Too many people remain unvaccinated and many continue to defy and even fight the advice to wear masks when indoors with other people. This dangerous combination could mean more spikes, even if not as high as in the recent past, and in areas beyond those that are currently seeing an increase in cases.

“I don’t know what’s going to happen in the next few weeks. But I have a feeling it won’t be pleasant,” Michael Osterholm, who heads the Center for Infectious Disease Research and Policy at the University of Minnesota, told CNN.

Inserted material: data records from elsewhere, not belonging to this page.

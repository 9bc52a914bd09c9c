//! Page images for the viewer.
//!
//! The overlay never renders document content; it only needs a page count and
//! a raster per page. [`ImageDirectory`] serves pre-rendered page images from
//! a folder.

mod directory;

pub use directory::ImageDirectory;

use std::path::PathBuf;

use thiserror::Error;

/// Errors raised while opening or rendering pages.
#[derive(Debug, Error)]
pub enum PageError {
    #[error("no page images found in {0}")]
    Empty(PathBuf),

    #[error("page {page} out of range (document has {count} pages)")]
    OutOfRange { page: u32, count: u32 },

    #[error("failed to read {path}: {source}")]
    Io {
        path: PathBuf,
        #[source]
        source: std::io::Error,
    },

    #[error("failed to decode {path}: {source}")]
    Decode {
        path: PathBuf,
        #[source]
        source: image::ImageError,
    },
}

/// An RGBA8 raster of one page.
#[derive(Debug, Clone, PartialEq)]
pub struct RenderedPage {
    pub width: u32,
    pub height: u32,
    pub rgba: Vec<u8>,
}

/// Source of rendered pages. Page numbers are 1-indexed.
pub trait PageSource: Send + Sync {
    fn page_count(&self) -> u32;

    /// Render `page_number` scaled to `width_px` (aspect ratio preserved).
    fn render_page(&self, page_number: u32, width_px: u32) -> Result<RenderedPage, PageError>;

    /// Human-readable name of a page (e.g. its file name).
    fn page_label(&self, page_number: u32) -> Option<String>;
}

“Today is a really sad day,” epidemiologist Ali Mokdad, who has been tracking the coronavirus pandemic since the beginning at the University of Washington, told CNN. “Cases are increasing. It was going down. We are at a time when the United States has all the tools we need to prevent a surge, all the tools we need to save lives. We have the best vaccines and we have a lot of them,” he said .

“And people are not willing to get vaccinated.”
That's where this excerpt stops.